Information given: Begin

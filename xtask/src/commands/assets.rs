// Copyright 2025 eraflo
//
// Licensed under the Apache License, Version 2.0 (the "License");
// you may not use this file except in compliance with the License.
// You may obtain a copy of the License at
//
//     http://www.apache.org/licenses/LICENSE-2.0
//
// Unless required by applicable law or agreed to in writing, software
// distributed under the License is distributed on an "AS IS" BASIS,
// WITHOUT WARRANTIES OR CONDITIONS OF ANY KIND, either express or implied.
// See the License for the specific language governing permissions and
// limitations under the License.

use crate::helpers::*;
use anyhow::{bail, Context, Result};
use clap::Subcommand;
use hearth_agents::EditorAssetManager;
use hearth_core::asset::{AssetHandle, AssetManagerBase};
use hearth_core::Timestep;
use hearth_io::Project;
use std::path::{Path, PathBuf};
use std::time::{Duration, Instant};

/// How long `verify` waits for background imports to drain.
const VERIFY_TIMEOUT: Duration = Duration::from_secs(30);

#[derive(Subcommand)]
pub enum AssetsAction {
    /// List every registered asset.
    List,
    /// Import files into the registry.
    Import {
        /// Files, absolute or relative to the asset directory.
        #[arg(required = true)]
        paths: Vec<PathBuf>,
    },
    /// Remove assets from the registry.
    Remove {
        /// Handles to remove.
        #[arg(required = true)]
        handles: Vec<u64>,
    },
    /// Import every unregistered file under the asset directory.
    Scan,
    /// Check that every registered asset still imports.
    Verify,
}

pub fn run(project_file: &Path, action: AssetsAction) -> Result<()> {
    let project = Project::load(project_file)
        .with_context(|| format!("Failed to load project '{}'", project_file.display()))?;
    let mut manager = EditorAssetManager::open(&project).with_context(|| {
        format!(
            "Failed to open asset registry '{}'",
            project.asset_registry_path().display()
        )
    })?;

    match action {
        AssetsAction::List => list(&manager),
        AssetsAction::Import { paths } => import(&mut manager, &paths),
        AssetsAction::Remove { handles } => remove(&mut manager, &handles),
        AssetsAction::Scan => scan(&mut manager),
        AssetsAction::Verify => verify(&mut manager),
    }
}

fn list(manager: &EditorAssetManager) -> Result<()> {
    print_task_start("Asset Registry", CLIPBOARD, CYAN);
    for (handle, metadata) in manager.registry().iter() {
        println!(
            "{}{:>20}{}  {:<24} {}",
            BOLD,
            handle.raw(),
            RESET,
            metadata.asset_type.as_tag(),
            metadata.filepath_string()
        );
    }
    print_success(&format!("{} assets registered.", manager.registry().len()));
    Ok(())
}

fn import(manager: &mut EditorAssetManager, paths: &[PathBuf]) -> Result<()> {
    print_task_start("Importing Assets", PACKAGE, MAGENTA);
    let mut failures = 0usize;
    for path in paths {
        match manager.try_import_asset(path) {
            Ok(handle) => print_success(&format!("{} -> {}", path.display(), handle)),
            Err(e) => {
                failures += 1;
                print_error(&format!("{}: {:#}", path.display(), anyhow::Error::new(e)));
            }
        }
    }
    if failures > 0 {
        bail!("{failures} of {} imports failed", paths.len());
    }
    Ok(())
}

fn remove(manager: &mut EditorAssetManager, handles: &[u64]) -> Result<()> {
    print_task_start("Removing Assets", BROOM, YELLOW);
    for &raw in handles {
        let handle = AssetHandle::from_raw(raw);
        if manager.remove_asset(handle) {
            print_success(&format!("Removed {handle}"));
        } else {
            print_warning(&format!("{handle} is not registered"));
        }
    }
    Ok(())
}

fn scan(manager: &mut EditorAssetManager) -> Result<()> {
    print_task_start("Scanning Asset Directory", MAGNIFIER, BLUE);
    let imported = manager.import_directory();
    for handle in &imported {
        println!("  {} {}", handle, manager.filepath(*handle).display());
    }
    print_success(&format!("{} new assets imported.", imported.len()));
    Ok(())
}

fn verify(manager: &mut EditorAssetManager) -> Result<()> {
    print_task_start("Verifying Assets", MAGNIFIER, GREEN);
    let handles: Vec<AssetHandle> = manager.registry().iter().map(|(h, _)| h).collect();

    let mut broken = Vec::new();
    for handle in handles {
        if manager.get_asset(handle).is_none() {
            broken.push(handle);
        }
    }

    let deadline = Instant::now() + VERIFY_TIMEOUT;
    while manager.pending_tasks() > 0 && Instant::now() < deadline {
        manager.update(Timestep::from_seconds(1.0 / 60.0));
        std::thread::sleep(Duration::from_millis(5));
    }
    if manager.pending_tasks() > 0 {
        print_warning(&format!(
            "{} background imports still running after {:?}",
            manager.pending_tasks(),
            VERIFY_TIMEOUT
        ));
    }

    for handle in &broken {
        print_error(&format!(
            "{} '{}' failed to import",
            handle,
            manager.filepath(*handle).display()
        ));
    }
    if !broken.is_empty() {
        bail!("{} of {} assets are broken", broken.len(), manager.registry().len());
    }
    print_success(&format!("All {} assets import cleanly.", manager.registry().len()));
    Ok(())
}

Information given: End

> What to do
The expected answer is an exact copy of the lines beginning at the one with "let mut broken = Vec::new();" and running to the end of the entries above.

> Task result
    let mut broken = Vec::new();
    for handle in handles {
        if manager.get_asset(handle).is_none() {
            broken.push(handle);
        }
    }

    let deadline = Instant::now() + VERIFY_TIMEOUT;
    while manager.pending_tasks() > 0 && Instant::now() < deadline {
        manager.update(Timestep::from_seconds(1.0 / 60.0));
        std::thread::sleep(Duration::from_millis(5));
    }
    if manager.pending_tasks() > 0 {
        print_warning(&format!(
            "{} background imports still running after {:?}",
            manager.pending_tasks(),
            VERIFY_TIMEOUT
        ));
    }

    for handle in &broken {
        print_error(&format!(
            "{} '{}' failed to import",
            handle,
            manager.filepath(*handle).display()
        ));
    }
    if !broken.is_empty() {
        bail!("{} of {} assets are broken", broken.len(), manager.registry().len());
    }
    print_success(&format!("All {} assets import cleanly.", manager.registry().len()));
    Ok(())
}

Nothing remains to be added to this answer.